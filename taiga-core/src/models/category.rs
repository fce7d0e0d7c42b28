//! Category model
//!
//! The storefront sells three kinds of goods, each with its own pricing
//! rule. Category names arrive as free-form strings on the wire; unknown
//! names resolve to the default category's rule instead of failing.

/// Pricing category
#[derive(Debug, Clone, Copy, PartialEq, Eq, Hash)]
pub enum Category {
    Jam,
    Honey,
    Tea,
}

impl Category {
    pub const ALL: [Category; 3] = [Category::Jam, Category::Honey, Category::Tea];

    /// Default category whose rule covers unrecognized names
    pub const DEFAULT: Category = Category::Jam;

    /// Resolve a wire category name. Matches are case-insensitive and accept
    /// the Russian names the legacy backend serves.
    pub fn resolve(name: &str) -> Option<Category> {
        match name.trim().to_lowercase().as_str() {
            "jam" | "варенье" => Some(Category::Jam),
            "honey" | "мёд" | "мед" => Some(Category::Honey),
            "tea" | "чай" => Some(Category::Tea),
            _ => None,
        }
    }

    /// Resolve a wire category name, falling back to [`Category::DEFAULT`]
    pub fn resolve_or_default(name: &str) -> Category {
        Self::resolve(name).unwrap_or(Self::DEFAULT)
    }

    pub fn display_name(&self) -> &'static str {
        match self {
            Category::Jam => "Jam",
            Category::Honey => "Honey",
            Category::Tea => "Tea",
        }
    }

    /// Short blurb shown under the category header in the list view
    pub fn description(&self) -> &'static str {
        match self {
            Category::Jam => "Wild-berry preserves from the northern forests",
            Category::Honey => "Fresh honey from local apiaries",
            Category::Tea => "Aromatic herbal blends",
        }
    }
}
//! HTTP client for the catalog endpoint
//!
//! One call per page load: `GET /api/products`. A non-success status or
//! transport failure is surfaced as a [`ClientError`]; there is no retry.

use reqwest::Client;
use tracing::{info, warn};

use taiga_core::CatalogItem;

use crate::{ClientConfig, ClientError, ClientResult};

/// HTTP client for fetching the product catalog
#[derive(Debug, Clone)]
pub struct CatalogClient {
    client: Client,
    base_url: String,
}

impl CatalogClient {
    /// Create a new catalog client from configuration
    pub fn new(config: &ClientConfig) -> Self {
        let client = Client::builder()
            .timeout(std::time::Duration::from_secs(config.timeout))
            .build()
            .expect("Failed to build HTTP client");

        Self {
            client,
            base_url: config.base_url.trim_end_matches('/').to_string(),
        }
    }

    /// Fetch and normalize the product list
    pub async fn fetch_products(&self) -> ClientResult<Vec<CatalogItem>> {
        let url = format!("{}/api/products", self.base_url);
        let response = self.client.get(&url).send().await.inspect_err(|err| {
            warn!(%err, %url, "catalog request failed");
        })?;

        let status = response.status();
        if !status.is_success() {
            warn!(status = status.as_u16(), %url, "catalog request rejected");
            return Err(ClientError::Status {
                status: status.as_u16(),
            });
        }

        let items: Vec<CatalogItem> = response
            .json()
            .await
            .map_err(|err| ClientError::InvalidResponse(err.to_string()))?;
        let items: Vec<CatalogItem> = items.into_iter().map(CatalogItem::normalize).collect();

        info!(count = items.len(), "catalog fetched");
        Ok(items)
    }
}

EXERCISE DIRECTIONS>
Give the number of lines in the listing that contain the word "names", leaving out all other words.

COMPLETED TASK>
4